2 November 2023

#Blogtour #Review - His Favourite Graves by Paul Cleave

Book "His Favourite Graves" by Paul Cleave - a country road in the US by day with a car in the distance, a crowbar lying on the road.
His Favourite Graves
Paul Cleave
Orenda Books, 9 November 2023
Available as: PB, 293pp, e   
Source: Advance e copy
ISBN(PB): 9781914585883

I'm grateful to Anne Cater for inviting me to join the blogtour for His Favourite Graves and for sending me a copy of the book to consider for review.

His Favourite Graves is a difficult book to review because there are features I want to rave about - but to explain exactly why would reveal too much about it. His Favourite Graves starts out leading the reader into thinking it'll be one sort of story, but then stuff happens, and it actually turns out quite, quite different. (BUT also keeps the original bargain with the reader, as it were). I'd like to analyse how, and why, all of that matters, and what it seemed to me to be saying - but again, it would be unfair to do this, since that you deserve to experience that swerve, not be told all about it first.

We are in the town of Acacia Pines, somewhere in the US, and we begin with an episode of high school bullying, young Lucas Connor having been imprisoned in a locker by - well, that'll be made clear in good time. Worse is, though, to befall Lucas as he subsequently goes missing, setting things up for a serial-killer, race-for-time kind of narrative.

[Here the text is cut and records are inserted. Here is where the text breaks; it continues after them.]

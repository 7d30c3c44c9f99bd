//! End-to-end import: manifest workbook in, import files out.

use std::fs;
use std::path::{Path, PathBuf};

use serde::Serialize;
use tracing::{debug, info, warn};

use crate::aggregate::Aggregator;
use crate::catalog::{load_catalog, ArticleCatalog};
use crate::error::{ImportError, Result};
use crate::models::{AggregatedRecord, Cell, Customer, ImportConfig, OutputRow};
use crate::normalize::RecordNormalizer;
use crate::output::{render_csv, render_xlsx, Assignment, OutputAssembler, SheetLayout};
use crate::table::{extractor_for, retain_valid_rows};
use crate::workbook::read_first_sheet;

/// Number of unresolved article ids quoted in the warning.
const MISSING_SAMPLE: usize = 10;

/// Everything a run needs besides the configuration.
#[derive(Debug, Clone)]
pub struct ImportRequest {
    pub customer: Customer,
    /// Manifest workbook, defaults to the configured file of the customer.
    pub input: Option<PathBuf>,
    /// Catalog workbook, defaults to the configured catalog.
    pub catalog: Option<PathBuf>,
    pub csv_path: Option<PathBuf>,
    pub xlsx_path: Option<PathBuf>,
    /// Applied in order; later assignments override earlier ones.
    pub assignments: Vec<Assignment>,
    pub banner: Option<String>,
}

impl ImportRequest {
    pub fn new(customer: Customer) -> Self {
        Self {
            customer,
            input: None,
            catalog: None,
            csv_path: None,
            xlsx_path: None,
            assignments: Vec::new(),
            banner: None,
        }
    }

    pub fn with_input(mut self, path: impl Into<PathBuf>) -> Self {
        self.input = Some(path.into());
        self
    }

    pub fn with_catalog(mut self, path: impl Into<PathBuf>) -> Self {
        self.catalog = Some(path.into());
        self
    }

    pub fn with_outputs(mut self, csv: impl Into<PathBuf>, xlsx: impl Into<PathBuf>) -> Self {
        self.csv_path = Some(csv.into());
        self.xlsx_path = Some(xlsx.into());
        self
    }

    pub fn with_assignment(mut self, assignment: Assignment) -> Self {
        self.assignments.push(assignment);
        self
    }

    pub fn with_banner(mut self, banner: impl Into<String>) -> Self {
        self.banner = Some(banner.into());
        self
    }
}

/// Aggregated records of one manifest, before operator values are applied.
#[derive(Debug, Clone, Serialize)]
pub struct PreparedImport {
    pub customer: Customer,
    /// Rows bound by the table extractor, before id filtering.
    pub source_rows: usize,
    /// Rows that passed the article id filter.
    pub valid_rows: usize,
    pub records: Vec<AggregatedRecord>,
    /// Article ids without catalog entry, in first-seen order.
    pub unresolved_articles: Vec<String>,
}

/// Both import files, rendered in memory.
#[derive(Debug, Clone)]
pub struct RenderedFiles {
    pub csv: Vec<u8>,
    pub xlsx: Vec<u8>,
}

/// Outcome of a completed run.
#[derive(Debug, Clone, Serialize)]
pub struct ImportReport {
    pub customer: Customer,
    pub source_rows: usize,
    pub rows: Vec<OutputRow>,
    pub unresolved_articles: Vec<String>,
    pub csv_path: PathBuf,
    pub xlsx_path: PathBuf,
}

/// The import pipeline, configured once and run per manifest.
pub struct Pipeline {
    config: ImportConfig,
    normalizer: RecordNormalizer,
}

impl Pipeline {
    pub fn new(config: ImportConfig) -> Self {
        let normalizer = RecordNormalizer::new(config.mapping.load_carriers.clone());
        Self { config, normalizer }
    }

    pub fn config(&self) -> &ImportConfig {
        &self.config
    }

    /// Manifest workbook used for `request`.
    pub fn input_path<'a>(&'a self, request: &'a ImportRequest) -> &'a Path {
        request
            .input
            .as_deref()
            .unwrap_or_else(|| self.config.input_file(request.customer))
    }

    /// Catalog workbook used for `request`.
    pub fn catalog_path<'a>(&'a self, request: &'a ImportRequest) -> &'a Path {
        request
            .catalog
            .as_deref()
            .unwrap_or(self.config.input.catalog_file.as_path())
    }

    /// CSV and spreadsheet destinations used for `request`.
    pub fn output_paths(&self, request: &ImportRequest) -> (PathBuf, PathBuf) {
        let output = &self.config.output;
        (
            request.csv_path.clone().unwrap_or_else(|| output.csv_path.clone()),
            request.xlsx_path.clone().unwrap_or_else(|| output.xlsx_path.clone()),
        )
    }

    /// Extract, filter, describe and aggregate an in-memory manifest grid.
    ///
    /// `catalog` replaces every description when given; ids it does not
    /// know get an empty description and are reported.
    pub fn process_grid(
        &self,
        grid: &[Vec<Cell>],
        customer: Customer,
        catalog: Option<&ArticleCatalog>,
    ) -> Result<PreparedImport> {
        let extractor = extractor_for(customer);
        let rows = extractor.extract(grid)?;
        let source_rows = rows.len();

        let mut rows = retain_valid_rows(rows, extractor.allows_decimal_ids());
        let valid_rows = rows.len();

        let unresolved_articles = match catalog {
            Some(catalog) => catalog.fill_descriptions(&mut rows),
            None => Vec::new(),
        };
        if !unresolved_articles.is_empty() {
            let sample = &unresolved_articles[..unresolved_articles.len().min(MISSING_SAMPLE)];
            warn!(
                "{} article ids have no catalog entry, e.g. {}",
                unresolved_articles.len(),
                sample.join(", ")
            );
        }

        let records = self.normalizer.normalize_all(rows);
        let records = Aggregator::new()
            .with_article_padding(customer.pads_article_id())
            .aggregate(records);

        info!(
            "{}: {} rows, {} with valid article id, {} logistics units",
            customer,
            source_rows,
            valid_rows,
            records.len()
        );

        Ok(PreparedImport {
            customer,
            source_rows,
            valid_rows,
            records,
            unresolved_articles,
        })
    }

    /// Read the manifest (and the catalog where the customer needs one) and
    /// aggregate it.
    pub fn prepare(&self, request: &ImportRequest) -> Result<PreparedImport> {
        let input = self.input_path(request);
        if !input.exists() {
            return Err(ImportError::InputNotFound(input.to_path_buf()));
        }

        info!("Reading manifest {}", input.display());
        let sheet = read_first_sheet(input)?;
        debug!("Using sheet '{}' ({} rows)", sheet.name, sheet.rows.len());

        let catalog = match request.customer.catalog_filter() {
            Some(filter) => Some(load_catalog(self.catalog_path(request), Some(filter))?),
            None => None,
        };

        self.process_grid(&sheet.rows, request.customer, catalog.as_ref())
    }

    /// Final output rows with operator assignments applied.
    pub fn assemble(&self, prepared: &PreparedImport, assignments: &[Assignment]) -> Vec<OutputRow> {
        OutputAssembler::new(prepared.customer).assemble(&prepared.records, assignments)
    }

    /// Render both import files without touching the filesystem.
    pub fn render(&self, rows: &[OutputRow], banner: Option<&str>) -> Result<RenderedFiles> {
        let layout = SheetLayout::from_config(&self.config.output, banner.map(str::to_string));

        Ok(RenderedFiles {
            csv: render_csv(rows)?,
            xlsx: render_xlsx(rows, &layout)?,
        })
    }

    /// Run the whole import and write both files.
    ///
    /// Nothing is written unless every stage, including rendering of both
    /// files, succeeded.
    pub fn run(&self, request: &ImportRequest) -> Result<ImportReport> {
        let prepared = self.prepare(request)?;
        let rows = self.assemble(&prepared, &request.assignments);
        let files = self.render(&rows, request.banner.as_deref())?;

        let (csv_path, xlsx_path) = self.output_paths(request);
        write_files(&files, &csv_path, &xlsx_path)?;

        Ok(ImportReport {
            customer: prepared.customer,
            source_rows: prepared.source_rows,
            rows,
            unresolved_articles: prepared.unresolved_articles,
            csv_path,
            xlsx_path,
        })
    }
}

impl Default for Pipeline {
    fn default() -> Self {
        Self::new(ImportConfig::default())
    }
}

/// Write rendered files to their destinations.
pub fn write_files(files: &RenderedFiles, csv_path: &Path, xlsx_path: &Path) -> Result<()> {
    fs::write(csv_path, &files.csv)?;
    info!("CSV written to {}", csv_path.display());

    fs::write(xlsx_path, &files.xlsx)?;
    info!("Spreadsheet written to {}", xlsx_path.display());

    Ok(())
}
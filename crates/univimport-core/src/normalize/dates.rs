//! Best-before date parsing.

use chrono::{NaiveDate, TimeDelta};

use super::patterns::{DATE_DMY, DATE_YMD, INTEGER_ID};
use crate::models::Cell;

/// Render format of dates in the import files.
pub const DATE_FORMAT: &str = "%d.%m.%Y";

/// Parse a date cell.
///
/// Text is read day-first (`05.03.2025` is 5 March). Numbers and digit-only
/// text are spreadsheet serial dates. Anything else is absent.
pub fn parse_flexible_date(cell: &Cell) -> Option<NaiveDate> {
    match cell {
        Cell::Int(i) => from_serial(*i as f64),
        Cell::Float(f) | Cell::DateTime(f) => from_serial(*f),
        Cell::Text(s) => {
            let s = s.trim();
            if INTEGER_ID.is_match(s) {
                s.parse::<f64>().ok().and_then(from_serial)
            } else {
                parse_date_text(s)
            }
        }
        Cell::Empty | Cell::Bool(_) | Cell::Error(_) => None,
    }
}

/// Convert a spreadsheet serial day count to a date.
///
/// The epoch is 1899-12-30, which absorbs the phantom 29 February 1900 of
/// the spreadsheet calendar for every serial after it. Fractions are the
/// time of day and are dropped.
pub fn from_serial(serial: f64) -> Option<NaiveDate> {
    if !serial.is_finite() || serial.abs() > 3_000_000.0 {
        return None;
    }

    let epoch = NaiveDate::from_ymd_opt(1899, 12, 30)?;
    let days = TimeDelta::try_days(serial.floor() as i64)?;
    epoch.checked_add_signed(days)
}

/// Parse a textual date, day before month.
pub fn parse_date_text(text: &str) -> Option<NaiveDate> {
    if let Some(caps) = DATE_YMD.captures(text) {
        let year: i32 = caps[1].parse().ok()?;
        let month: u32 = caps[2].parse().ok()?;
        let day: u32 = caps[3].parse().ok()?;
        return NaiveDate::from_ymd_opt(year, month, day);
    }

    if let Some(caps) = DATE_DMY.captures(text) {
        let first: u32 = caps[1].parse().ok()?;
        let second: u32 = caps[2].parse().ok()?;
        let year = parse_year(&caps[3]);

        // Month-first only when day-first is impossible (13/01 vs 01/13).
        return NaiveDate::from_ymd_opt(year, second, first)
            .or_else(|| NaiveDate::from_ymd_opt(year, first, second));
    }

    None
}

/// Render a date as `dd.mm.yyyy`.
pub fn format_date(date: NaiveDate) -> String {
    date.format(DATE_FORMAT).to_string()
}

fn parse_year(s: &str) -> i32 {
    let year: i32 = s.parse().unwrap_or(0);
    if s.len() <= 2 {
        // Two-digit year: 00-50 are 20xx, 51-99 are 19xx
        if year <= 50 {
            2000 + year
        } else {
            1900 + year
        }
    } else {
        year
    }
}
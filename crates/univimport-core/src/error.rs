//! Error types for the univimport-core library.

use std::path::PathBuf;

use thiserror::Error;

/// Main error type for the univimport library.
#[derive(Error, Debug)]
pub enum ImportError {
    /// The manifest workbook for the selected customer does not exist.
    #[error("input file not found: {}", .0.display())]
    InputNotFound(PathBuf),

    /// Workbook could not be opened or read.
    #[error("workbook error: {0}")]
    Workbook(#[from] WorkbookError),

    /// Article catalog has no usable sheet.
    #[error("catalog error: {0}")]
    Catalog(#[from] CatalogError),

    /// The manifest table could not be located.
    #[error("table structure error: {0}")]
    Table(#[from] TableStructureError),

    /// Writing the import files failed.
    #[error("output error: {0}")]
    Output(#[from] OutputError),

    /// I/O error.
    #[error("I/O error: {0}")]
    Io(#[from] std::io::Error),

    /// Configuration error.
    #[error("configuration error: {0}")]
    Config(String),
}

/// Errors related to reading spreadsheet workbooks.
#[derive(Error, Debug)]
pub enum WorkbookError {
    /// Failed to open/parse the workbook file.
    #[error("failed to open {}: {source}", .path.display())]
    Open {
        path: PathBuf,
        #[source]
        source: calamine::Error,
    },

    /// Failed to read a single sheet.
    #[error("failed to read sheet '{sheet}': {source}")]
    Sheet {
        sheet: String,
        #[source]
        source: calamine::Error,
    },

    /// The workbook contains no sheets at all.
    #[error("workbook {} has no sheets", .0.display())]
    NoSheets(PathBuf),
}

/// Errors related to the article catalog.
#[derive(Error, Debug)]
pub enum CatalogError {
    /// A sheet lacks one of the required column roles.
    #[error("sheet '{sheet}' has no column containing '{role}' (columns: {found:?})")]
    MissingColumn {
        sheet: String,
        role: &'static str,
        found: Vec<String>,
    },

    /// No sheet of the workbook offers all required columns.
    #[error("no sheet in {} offers the columns match/bezeichnung/kunde{}", .path.display(), last_failure(.last))]
    NoMatchingSheet {
        path: PathBuf,
        last: Option<Box<CatalogError>>,
    },
}

fn last_failure(last: &Option<Box<CatalogError>>) -> String {
    match last {
        Some(err) => format!("; last failure: {}", err),
        None => String::new(),
    }
}

/// Errors related to locating the manifest table.
#[derive(Error, Debug)]
pub enum TableStructureError {
    /// No row contains every required header label.
    #[error("no header row containing all of {expected:?} found in {scanned} rows")]
    HeaderNotFound {
        expected: Vec<String>,
        scanned: usize,
    },
}

/// Errors related to producing the output files.
#[derive(Error, Debug)]
pub enum OutputError {
    /// CSV serialization failed.
    #[error("CSV error: {0}")]
    Csv(#[from] csv::Error),

    /// Spreadsheet serialization failed.
    #[error("spreadsheet error: {0}")]
    Xlsx(#[from] rust_xlsxwriter::XlsxError),

    /// A row selection could not be parsed.
    #[error("invalid row selection '{input}': {reason}")]
    InvalidSelection { input: String, reason: String },
}

/// Result type for the univimport library.
pub type Result<T> = std::result::Result<T, ImportError>;

#[cfg(test)]
mod tests {
    use super::*;

    #[test]
    fn test_no_matching_sheet_reports_last_failure() {
        let err = CatalogError::NoMatchingSheet {
            path: PathBuf::from("artikel.xlsx"),
            last: Some(Box::new(CatalogError::MissingColumn {
                sheet: "Tabelle2".to_string(),
                role: "kunde",
                found: vec!["Match".to_string(), "Bezeichnung".to_string()],
            })),
        };

        let msg = err.to_string();
        assert!(msg.contains("artikel.xlsx"));
        assert!(msg.contains("Tabelle2"));
        assert!(msg.contains("kunde"));
    }

    #[test]
    fn test_header_not_found_lists_expected() {
        let err = TableStructureError::HeaderNotFound {
            expected: vec!["Artikelnummer".to_string(), "MHD".to_string()],
            scanned: 12,
        };

        let msg = err.to_string();
        assert!(msg.contains("Artikelnummer"));
        assert!(msg.contains("12 rows"));
    }
}
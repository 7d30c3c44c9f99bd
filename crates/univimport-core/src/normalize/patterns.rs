//! Common regex patterns for manifest field normalization.

use lazy_static::lazy_static;
use regex::Regex;

lazy_static! {
    // First number in free text: 10030004 or 10030004.112
    pub static ref LEADING_NUMBER: Regex = Regex::new(
        r"[0-9]+(?:\.[0-9]+)?"
    ).unwrap();

    // Article ids
    pub static ref INTEGER_ID: Regex = Regex::new(
        r"^[0-9]+$"
    ).unwrap();

    pub static ref DECIMAL_ID: Regex = Regex::new(
        r"^[0-9]+(?:\.[0-9]+)?$"
    ).unwrap();

    // Date patterns, optional trailing time part
    pub static ref DATE_DMY: Regex = Regex::new(
        r"^([0-9]{1,2})[./\-]([0-9]{1,2})[./\-]([0-9]{4}|[0-9]{2})(?:[ T].*)?$"
    ).unwrap();

    pub static ref DATE_YMD: Regex = Regex::new(
        r"^([0-9]{4})[./\-]([0-9]{1,2})[./\-]([0-9]{1,2})(?:[ T].*)?$"
    ).unwrap();

    // Anything that cannot be part of a weight figure
    pub static ref WEIGHT_NOISE: Regex = Regex::new(
        r"[^0-9,.]"
    ).unwrap();
}
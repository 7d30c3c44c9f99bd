//! Manifest table extraction.
//!
//! A manifest arrives as a headerless grid. Depending on the customer the
//! columns are either found through a header row ([`HeaderSearchExtractor`])
//! or sit at fixed offsets ([`PositionalExtractor`]). Both produce
//! [`ManifestRow`]s, which [`retain_valid_rows`] then filters the same way.

mod header;
mod positional;

pub use header::HeaderSearchExtractor;
pub use positional::{PositionalExtractor, PositionalLayout, DEFAULT_QUANTITY, DEFAULT_UNIT};

use tracing::debug;

use crate::error::TableStructureError;
use crate::models::{Cell, Customer, InputMode, ManifestRow};
use crate::normalize::is_article_id;

/// Result type for extraction operations.
pub type Result<T> = std::result::Result<T, TableStructureError>;

/// Trait for manifest table extractors.
pub trait TableExtractor {
    /// Bind grid rows to the canonical business columns.
    fn extract(&self, grid: &[Vec<Cell>]) -> Result<Vec<ManifestRow>>;

    /// Whether article ids may carry a decimal fraction.
    fn allows_decimal_ids(&self) -> bool;
}

/// Extractor matching the customer's input layout.
pub fn extractor_for(customer: Customer) -> Box<dyn TableExtractor> {
    match customer.input_mode() {
        InputMode::HeaderSearch => Box::new(HeaderSearchExtractor::new()),
        InputMode::Positional => Box::new(PositionalExtractor::new()),
    }
}

/// Drop rows without any business value and rows whose article id is not
/// a number of the expected shape. Kept rows carry the trimmed id text.
pub fn retain_valid_rows(rows: Vec<ManifestRow>, allow_decimal: bool) -> Vec<ManifestRow> {
    let total = rows.len();

    let kept: Vec<ManifestRow> = rows
        .into_iter()
        .filter(|row| !row.is_empty())
        .filter_map(|mut row| {
            let id = row.article_id.trimmed();
            if !is_article_id(&id, allow_decimal) {
                return None;
            }
            row.article_id = Cell::Text(id);
            Some(row)
        })
        .collect();

    debug!("Kept {} of {} rows with a valid article id", kept.len(), total);
    kept
}
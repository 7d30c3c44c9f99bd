//! CLI application for converting warehouse shipment manifests into
//! logistics import files.

mod commands;

use std::path::PathBuf;

use clap::{Parser, Subcommand};
use tracing::Level;
use tracing_subscriber::FmtSubscriber;

use commands::{catalog, config, run};

/// Convert warehouse shipment manifests into logistics import files
#[derive(Parser)]
#[command(name = "univimport")]
#[command(author, version, about, long_about = None)]
struct Cli {
    /// Enable verbose output
    #[arg(short, long, action = clap::ArgAction::Count)]
    verbose: u8,

    /// Path to config file
    #[arg(short, long, global = true)]
    config: Option<PathBuf>,

    #[command(subcommand)]
    command: Commands,
}

#[derive(Subcommand)]
enum Commands {
    /// Convert a manifest into the CSV and spreadsheet import files
    Run(run::RunArgs),

    /// Inspect the article catalog
    Catalog(catalog::CatalogArgs),

    /// Manage configuration
    Config(config::ConfigArgs),
}

fn main() -> anyhow::Result<()> {
    let cli = Cli::parse();

    // Set up logging based on verbosity
    let level = match cli.verbose {
        0 => Level::WARN,
        1 => Level::INFO,
        2 => Level::DEBUG,
        _ => Level::TRACE,
    };

    let subscriber = FmtSubscriber::builder()
        .with_max_level(level)
        .with_target(false)
        .with_writer(std::io::stderr)
        .finish();

    tracing::subscriber::set_global_default(subscriber)?;

    match cli.command {
        Commands::Run(args) => run::run(args, cli.config.as_deref()),
        Commands::Catalog(args) => catalog::run(args, cli.config.as_deref()),
        Commands::Config(args) => config::run(args, cli.config.as_deref()),
    }
}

Cleave isn't, though, anything like so predictable (which I did KNOW, having read, for example, The Pain Tourist) and His Favourite Graves turns out to be so much richer than one might naively expect. This can be seen in the twisty backstory, which emerges slowly, and continually wrong-foots the reader just as they think they've got a grasp on who the villain(s) is/ are and who the victims.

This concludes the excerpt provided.